Со временем все образовалось. Дорогостоящие передвижные домики тихо вернулись на центральную усадьбу лукрэнского колхоза и стали на прикол у механической мастерской. Некоторое время они использовались как помещения для зимнего хранения мяса, а потом их незаметно демонтировали, и остались возле мастерской лишь массивные рамы с громадными полозьями, обитыми отполированным на камнях и сухом снегу металлом.
…Вездеход прошел косу, на которой стояли вверх килем вытащенные на зиму вельботы и покоились на подпорках два морских катера с зачехленными надстройками.

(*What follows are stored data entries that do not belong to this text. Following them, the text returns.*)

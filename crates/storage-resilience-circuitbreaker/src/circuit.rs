use crate::config::CircuitBreakerConfig;
use crate::events::CircuitBreakerEvent;
#[cfg(feature = "metrics")]
use metrics::counter;
use std::fmt;
use std::sync::atomic::{AtomicU8, Ordering};
use std::time::Duration;
use tokio::time::Instant;

/// Represents the state of the circuit breaker.
#[derive(Debug, Clone, Copy, PartialEq, Eq, Hash)]
#[repr(u8)]
pub enum CircuitState {
    /// The circuit is closed and calls are allowed.
    Closed = 0,
    /// The circuit is open and calls are rejected.
    Open = 1,
    /// The circuit admits a single probe call.
    HalfOpen = 2,
}

impl CircuitState {
    pub(crate) fn from_u8(value: u8) -> Self {
        match value {
            1 => CircuitState::Open,
            2 => CircuitState::HalfOpen,
            _ => CircuitState::Closed,
        }
    }

    /// Stable label used in logs and metrics.
    pub fn as_str(&self) -> &'static str {
        match self {
            CircuitState::Closed => "closed",
            CircuitState::Open => "open",
            CircuitState::HalfOpen => "half_open",
        }
    }
}

impl fmt::Display for CircuitState {
    fn fmt(&self, f: &mut fmt::Formatter<'_>) -> fmt::Result {
        f.write_str(self.as_str())
    }
}

/// Point-in-time view of one circuit.
#[derive(Debug, Clone, PartialEq)]
pub struct CircuitMetrics {
    /// Current state.
    pub state: CircuitState,
    /// Consecutive failures recorded while CLOSED.
    pub failure_count: u32,
    /// When the circuit last tripped or a probe last failed.
    pub last_failure_time: Option<Instant>,
    /// Whether the HALF_OPEN probe slot is taken.
    pub probe_in_flight: bool,
    /// Time since the last state transition.
    pub time_since_state_change: Duration,
}

/// How a permitted call was admitted.
#[derive(Debug, Clone, Copy, PartialEq, Eq)]
pub(crate) enum Admission {
    Normal,
    Probe,
}

pub(crate) struct Circuit {
    state: CircuitState,
    failure_count: u32,
    last_failure_time: Option<Instant>,
    last_state_change: Instant,
    probe_in_flight: bool,
    /// Events raised under the lock, emitted by the caller once it is released.
    pending: Vec<CircuitBreakerEvent>,
}

impl Circuit {
    pub(crate) fn new(now: Instant) -> Self {
        Self {
            state: CircuitState::Closed,
            failure_count: 0,
            last_failure_time: None,
            last_state_change: now,
            probe_in_flight: false,
            pending: Vec::new(),
        }
    }

    /// Takes the events raised since the last call.
    pub(crate) fn take_events(&mut self) -> Vec<CircuitBreakerEvent> {
        std::mem::take(&mut self.pending)
    }

    /// Applies the OPEN -> HALF_OPEN timeout and returns the resulting state.
    pub(crate) fn refresh(
        &mut self,
        resource: &str,
        config: &CircuitBreakerConfig,
        atomic: &AtomicU8,
    ) -> CircuitState {
        if self.state == CircuitState::Open && self.open_elapsed(config) {
            self.transition_to(CircuitState::HalfOpen, resource, config, atomic);
        }
        self.state
    }

    fn open_elapsed(&self, config: &CircuitBreakerConfig) -> bool {
        match self.last_failure_time {
            Some(at) => config.clock.now().saturating_duration_since(at) >= config.reset_timeout,
            None => true,
        }
    }

    /// Remaining time before an OPEN circuit admits a probe.
    pub(crate) fn retry_after(&self, config: &CircuitBreakerConfig) -> Duration {
        match (self.state, self.last_failure_time) {
            (CircuitState::Open, Some(at)) => {
                let elapsed = config.clock.now().saturating_duration_since(at);
                config.reset_timeout.saturating_sub(elapsed)
            }
            // HALF_OPEN with the probe slot taken: the probe decides soon,
            // but a failed probe restarts the full timeout.
            (CircuitState::HalfOpen, _) if self.probe_in_flight => config.reset_timeout,
            _ => Duration::ZERO,
        }
    }

    pub(crate) fn try_acquire(
        &mut self,
        resource: &str,
        config: &CircuitBreakerConfig,
        atomic: &AtomicU8,
    ) -> Result<Admission, Duration> {
        let admission = match self.refresh(resource, config, atomic) {
            CircuitState::Closed => Some(Admission::Normal),
            CircuitState::HalfOpen if !self.probe_in_flight => {
                self.probe_in_flight = true;
                Some(Admission::Probe)
            }
            CircuitState::HalfOpen | CircuitState::Open => None,
        };

        match admission {
            Some(admission) => {
                self.pending.push(CircuitBreakerEvent::CallPermitted {
                    resource: resource.to_string(),
                    timestamp: std::time::Instant::now(),
                    state: self.state,
                    probe: admission == Admission::Probe,
                });
                Ok(admission)
            }
            None => {
                let retry_after = self.retry_after(config);
                self.pending.push(CircuitBreakerEvent::CallRejected {
                    resource: resource.to_string(),
                    timestamp: std::time::Instant::now(),
                    retry_after,
                });

                #[cfg(feature = "metrics")]
                counter!("storage_circuit_calls_total", "resource" => resource.to_string(), "outcome" => "rejected")
                    .increment(1);

                Err(retry_after)
            }
        }
    }

    pub(crate) fn record_success(
        &mut self,
        admission: Admission,
        resource: &str,
        config: &CircuitBreakerConfig,
        atomic: &AtomicU8,
    ) {
        self.pending.push(CircuitBreakerEvent::SuccessRecorded {
            resource: resource.to_string(),
            timestamp: std::time::Instant::now(),
            state: self.state,
        });

        #[cfg(feature = "metrics")]
        counter!("storage_circuit_calls_total", "resource" => resource.to_string(), "outcome" => "success")
            .increment(1);

        match (admission, self.state) {
            (Admission::Probe, CircuitState::HalfOpen) => {
                self.transition_to(CircuitState::Closed, resource, config, atomic);
            }
            (Admission::Normal, CircuitState::Closed) => {
                self.failure_count = 0;
            }
            // A call admitted before the circuit tripped says nothing about now.
            _ => {}
        }
    }

    pub(crate) fn record_failure(
        &mut self,
        admission: Admission,
        resource: &str,
        config: &CircuitBreakerConfig,
        atomic: &AtomicU8,
    ) {
        if admission == Admission::Normal && self.state == CircuitState::Closed {
            self.failure_count = self.failure_count.saturating_add(1);
        }

        self.pending.push(CircuitBreakerEvent::FailureRecorded {
            resource: resource.to_string(),
            timestamp: std::time::Instant::now(),
            state: self.state,
            failure_count: self.failure_count,
        });

        #[cfg(feature = "metrics")]
        counter!("storage_circuit_calls_total", "resource" => resource.to_string(), "outcome" => "failure")
            .increment(1);

        match (admission, self.state) {
            (Admission::Probe, CircuitState::HalfOpen) => {
                self.transition_to(CircuitState::Open, resource, config, atomic);
            }
            (Admission::Normal, CircuitState::Closed)
                if self.failure_count >= config.failure_threshold =>
            {
                self.transition_to(CircuitState::Open, resource, config, atomic);
            }
            _ => {}
        }
    }

    /// Gives back a probe slot without judging the resource.
    pub(crate) fn release(&mut self, admission: Admission) {
        if admission == Admission::Probe && self.state == CircuitState::HalfOpen {
            self.probe_in_flight = false;
        }
    }

    pub(crate) fn force(
        &mut self,
        state: CircuitState,
        resource: &str,
        config: &CircuitBreakerConfig,
        atomic: &AtomicU8,
    ) {
        self.transition_to(state, resource, config, atomic);
        // Forcing CLOSED on a closed circuit still clears the counters.
        self.failure_count = 0;
    }

    pub(crate) fn metrics(&self, config: &CircuitBreakerConfig) -> CircuitMetrics {
        CircuitMetrics {
            state: self.state,
            failure_count: self.failure_count,
            last_failure_time: self.last_failure_time,
            probe_in_flight: self.probe_in_flight,
            time_since_state_change: config
                .clock
                .now()
                .saturating_duration_since(self.last_state_change),
        }
    }

    fn transition_to(
        &mut self,
        state: CircuitState,
        resource: &str,
        config: &CircuitBreakerConfig,
        atomic: &AtomicU8,
    ) {
        if self.state == state {
            return;
        }

        let from_state = self.state;
        let now = config.clock.now();

        self.state = state;
        atomic.store(state as u8, Ordering::Release);
        self.last_state_change = now;
        self.probe_in_flight = false;
        match state {
            CircuitState::Open => {
                self.last_failure_time = Some(now);
            }
            CircuitState::Closed => {
                self.failure_count = 0;
                self.last_failure_time = None;
            }
            CircuitState::HalfOpen => {}
        }

        tracing::info!(resource, from = %from_state, to = %state, "circuit state transition");

        #[cfg(feature = "metrics")]
        counter!(
            "storage_circuit_transitions_total",
            "resource" => resource.to_string(),
            "from" => from_state.as_str(),
            "to" => state.as_str()
        )
        .increment(1);

        self.pending.push(CircuitBreakerEvent::StateTransition {
            resource: resource.to_string(),
            timestamp: std::time::Instant::now(),
            from_state,
            to_state: state,
        });
    }
}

В этой заботе о сохранности судов виделась чья-то хозяйская рука.
— Пинеуна катера, — с оттенком уважения произнес Ненек.
— Чьи? — переспросила Маша.
— Андрея Пинеуна, — повторил водитель.
— Разве он здесь живет? — спросила Маша, вспоминая шумную комсомольскую свадьбу первого капитана из эскимосов Чукотского полуострова и красавицы Валентины Тум, дочери одного из первых учителей культбазы у залива Лаврентия.
Отец Валентины — Иван Тум погиб на войне, а сама она вместе с матерью, чукчанкой из Энурмина, жила в райцентре. Окончила десять классов и осталась работать на узле связи.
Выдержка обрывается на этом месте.